§ **Exercise objective**
The string "TopicNotFound" may appear on lines of the entries below; report how many such lines there are, and only that.

§ **Records from a dataset**
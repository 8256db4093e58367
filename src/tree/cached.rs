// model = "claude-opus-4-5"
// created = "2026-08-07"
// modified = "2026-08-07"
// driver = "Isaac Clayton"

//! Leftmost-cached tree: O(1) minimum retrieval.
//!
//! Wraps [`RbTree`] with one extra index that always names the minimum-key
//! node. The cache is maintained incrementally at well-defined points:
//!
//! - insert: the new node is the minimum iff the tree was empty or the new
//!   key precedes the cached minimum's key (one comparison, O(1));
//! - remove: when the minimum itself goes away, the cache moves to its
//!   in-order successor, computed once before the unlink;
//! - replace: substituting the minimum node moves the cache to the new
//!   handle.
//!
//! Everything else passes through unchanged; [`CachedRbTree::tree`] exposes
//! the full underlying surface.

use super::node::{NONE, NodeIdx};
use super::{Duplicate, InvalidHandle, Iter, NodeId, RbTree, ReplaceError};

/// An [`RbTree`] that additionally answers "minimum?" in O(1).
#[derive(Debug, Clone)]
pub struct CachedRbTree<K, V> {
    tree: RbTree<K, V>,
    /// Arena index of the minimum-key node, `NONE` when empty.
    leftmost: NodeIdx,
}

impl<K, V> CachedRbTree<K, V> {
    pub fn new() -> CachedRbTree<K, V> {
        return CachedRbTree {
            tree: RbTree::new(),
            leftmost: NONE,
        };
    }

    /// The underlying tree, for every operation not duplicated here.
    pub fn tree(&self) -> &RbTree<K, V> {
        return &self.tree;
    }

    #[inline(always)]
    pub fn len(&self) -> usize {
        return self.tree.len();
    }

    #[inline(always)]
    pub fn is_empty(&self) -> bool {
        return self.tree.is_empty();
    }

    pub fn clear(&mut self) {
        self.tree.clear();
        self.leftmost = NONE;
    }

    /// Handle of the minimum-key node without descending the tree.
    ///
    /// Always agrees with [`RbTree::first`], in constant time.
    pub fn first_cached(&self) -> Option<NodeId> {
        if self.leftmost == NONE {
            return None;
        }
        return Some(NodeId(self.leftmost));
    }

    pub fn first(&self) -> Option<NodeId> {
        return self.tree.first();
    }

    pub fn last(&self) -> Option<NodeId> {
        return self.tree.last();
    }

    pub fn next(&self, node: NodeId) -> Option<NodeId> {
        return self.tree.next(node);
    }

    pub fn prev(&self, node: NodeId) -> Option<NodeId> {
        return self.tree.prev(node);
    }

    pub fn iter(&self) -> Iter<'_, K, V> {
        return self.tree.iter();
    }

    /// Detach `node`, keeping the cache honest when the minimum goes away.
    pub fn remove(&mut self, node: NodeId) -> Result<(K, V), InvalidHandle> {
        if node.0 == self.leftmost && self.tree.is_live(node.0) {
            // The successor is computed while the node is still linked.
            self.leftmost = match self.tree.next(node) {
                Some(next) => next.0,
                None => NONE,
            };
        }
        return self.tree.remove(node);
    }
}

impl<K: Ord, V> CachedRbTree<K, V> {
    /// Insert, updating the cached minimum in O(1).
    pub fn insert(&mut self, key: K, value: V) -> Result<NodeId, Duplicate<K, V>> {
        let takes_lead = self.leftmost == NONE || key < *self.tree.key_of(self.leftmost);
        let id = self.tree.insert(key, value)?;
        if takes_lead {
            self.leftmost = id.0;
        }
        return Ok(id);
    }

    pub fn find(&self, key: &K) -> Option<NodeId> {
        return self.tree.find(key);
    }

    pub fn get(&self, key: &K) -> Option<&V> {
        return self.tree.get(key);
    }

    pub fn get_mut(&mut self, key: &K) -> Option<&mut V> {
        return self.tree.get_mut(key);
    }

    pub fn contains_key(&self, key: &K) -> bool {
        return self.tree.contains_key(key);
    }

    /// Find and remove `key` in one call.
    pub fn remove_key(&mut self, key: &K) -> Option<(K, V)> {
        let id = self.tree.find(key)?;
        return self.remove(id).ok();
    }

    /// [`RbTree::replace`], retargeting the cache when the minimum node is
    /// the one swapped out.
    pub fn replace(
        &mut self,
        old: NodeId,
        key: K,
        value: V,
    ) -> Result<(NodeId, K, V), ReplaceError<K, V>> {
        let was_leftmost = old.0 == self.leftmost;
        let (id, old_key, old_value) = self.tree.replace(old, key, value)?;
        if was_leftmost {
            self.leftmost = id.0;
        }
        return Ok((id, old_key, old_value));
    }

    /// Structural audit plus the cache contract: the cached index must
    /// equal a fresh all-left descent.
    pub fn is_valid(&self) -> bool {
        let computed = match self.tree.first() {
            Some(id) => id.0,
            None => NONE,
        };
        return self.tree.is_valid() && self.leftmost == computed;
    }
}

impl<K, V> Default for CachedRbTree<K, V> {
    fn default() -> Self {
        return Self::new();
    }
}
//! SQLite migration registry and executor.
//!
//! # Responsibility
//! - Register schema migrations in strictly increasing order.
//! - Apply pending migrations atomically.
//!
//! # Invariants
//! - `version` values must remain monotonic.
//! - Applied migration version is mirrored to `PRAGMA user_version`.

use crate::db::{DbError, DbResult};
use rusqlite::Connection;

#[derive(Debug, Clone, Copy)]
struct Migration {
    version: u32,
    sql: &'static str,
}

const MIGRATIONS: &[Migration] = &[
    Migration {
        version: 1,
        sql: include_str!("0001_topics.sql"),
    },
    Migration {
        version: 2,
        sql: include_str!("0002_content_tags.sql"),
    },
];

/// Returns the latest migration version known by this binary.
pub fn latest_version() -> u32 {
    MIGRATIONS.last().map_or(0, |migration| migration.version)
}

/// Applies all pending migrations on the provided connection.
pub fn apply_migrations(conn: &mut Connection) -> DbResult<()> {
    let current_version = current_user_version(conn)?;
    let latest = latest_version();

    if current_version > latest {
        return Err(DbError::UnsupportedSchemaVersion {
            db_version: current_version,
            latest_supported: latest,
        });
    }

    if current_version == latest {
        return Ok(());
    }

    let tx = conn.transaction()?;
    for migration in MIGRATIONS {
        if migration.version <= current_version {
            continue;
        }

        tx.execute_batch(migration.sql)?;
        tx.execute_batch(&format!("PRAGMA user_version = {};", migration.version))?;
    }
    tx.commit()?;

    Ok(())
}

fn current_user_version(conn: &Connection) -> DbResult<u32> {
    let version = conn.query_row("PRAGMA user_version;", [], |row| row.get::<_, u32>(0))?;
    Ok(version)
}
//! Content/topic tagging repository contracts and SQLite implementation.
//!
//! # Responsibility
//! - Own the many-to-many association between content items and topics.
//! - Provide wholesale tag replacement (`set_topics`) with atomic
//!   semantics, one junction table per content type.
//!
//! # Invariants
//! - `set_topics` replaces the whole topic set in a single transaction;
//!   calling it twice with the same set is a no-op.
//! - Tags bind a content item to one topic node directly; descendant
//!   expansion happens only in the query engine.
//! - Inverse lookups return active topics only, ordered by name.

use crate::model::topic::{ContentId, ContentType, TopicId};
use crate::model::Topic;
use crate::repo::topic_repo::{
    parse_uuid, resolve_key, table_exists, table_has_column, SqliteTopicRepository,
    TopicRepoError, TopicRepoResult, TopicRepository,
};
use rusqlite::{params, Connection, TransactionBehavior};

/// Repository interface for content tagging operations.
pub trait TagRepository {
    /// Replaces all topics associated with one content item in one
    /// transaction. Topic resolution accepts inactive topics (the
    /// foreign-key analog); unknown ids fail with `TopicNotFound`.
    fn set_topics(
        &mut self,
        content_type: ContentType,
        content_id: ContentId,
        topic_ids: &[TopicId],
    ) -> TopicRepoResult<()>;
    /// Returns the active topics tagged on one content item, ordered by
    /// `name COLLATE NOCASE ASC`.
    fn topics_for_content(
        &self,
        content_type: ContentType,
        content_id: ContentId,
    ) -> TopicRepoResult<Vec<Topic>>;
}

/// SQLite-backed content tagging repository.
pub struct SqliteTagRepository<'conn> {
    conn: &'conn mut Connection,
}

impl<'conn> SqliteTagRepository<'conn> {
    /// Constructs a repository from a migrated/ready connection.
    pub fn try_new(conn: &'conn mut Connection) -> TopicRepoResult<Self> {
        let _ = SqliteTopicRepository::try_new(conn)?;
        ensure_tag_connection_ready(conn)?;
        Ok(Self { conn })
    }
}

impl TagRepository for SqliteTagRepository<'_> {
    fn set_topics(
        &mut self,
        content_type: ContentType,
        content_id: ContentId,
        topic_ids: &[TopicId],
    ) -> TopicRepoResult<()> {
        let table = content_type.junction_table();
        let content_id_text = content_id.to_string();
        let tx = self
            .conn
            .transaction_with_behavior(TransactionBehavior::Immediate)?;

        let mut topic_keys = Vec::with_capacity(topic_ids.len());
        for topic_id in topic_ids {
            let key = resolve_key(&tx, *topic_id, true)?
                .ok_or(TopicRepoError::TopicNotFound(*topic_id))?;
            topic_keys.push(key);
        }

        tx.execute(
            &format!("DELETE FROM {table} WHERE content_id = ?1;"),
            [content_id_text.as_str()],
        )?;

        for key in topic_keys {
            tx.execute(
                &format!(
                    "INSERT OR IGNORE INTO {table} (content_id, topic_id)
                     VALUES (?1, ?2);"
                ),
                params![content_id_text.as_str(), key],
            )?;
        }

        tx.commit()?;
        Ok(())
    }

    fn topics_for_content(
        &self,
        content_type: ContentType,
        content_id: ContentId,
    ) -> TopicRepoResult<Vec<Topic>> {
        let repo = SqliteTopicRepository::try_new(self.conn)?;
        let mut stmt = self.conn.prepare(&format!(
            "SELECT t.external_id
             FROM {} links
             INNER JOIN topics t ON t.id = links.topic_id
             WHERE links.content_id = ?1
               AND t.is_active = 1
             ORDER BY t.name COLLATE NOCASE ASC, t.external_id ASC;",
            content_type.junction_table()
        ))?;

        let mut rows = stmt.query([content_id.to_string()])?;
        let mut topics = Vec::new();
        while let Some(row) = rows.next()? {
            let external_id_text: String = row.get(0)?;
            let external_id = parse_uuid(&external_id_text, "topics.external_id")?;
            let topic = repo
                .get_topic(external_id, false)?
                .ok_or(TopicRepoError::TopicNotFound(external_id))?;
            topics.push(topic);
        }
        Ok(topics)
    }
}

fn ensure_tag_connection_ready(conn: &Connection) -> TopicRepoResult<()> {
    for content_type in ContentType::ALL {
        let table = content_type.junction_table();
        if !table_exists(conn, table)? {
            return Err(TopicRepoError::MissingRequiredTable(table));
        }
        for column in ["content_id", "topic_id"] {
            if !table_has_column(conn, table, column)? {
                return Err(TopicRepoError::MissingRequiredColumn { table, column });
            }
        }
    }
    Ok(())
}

§ **Reply to the task**
3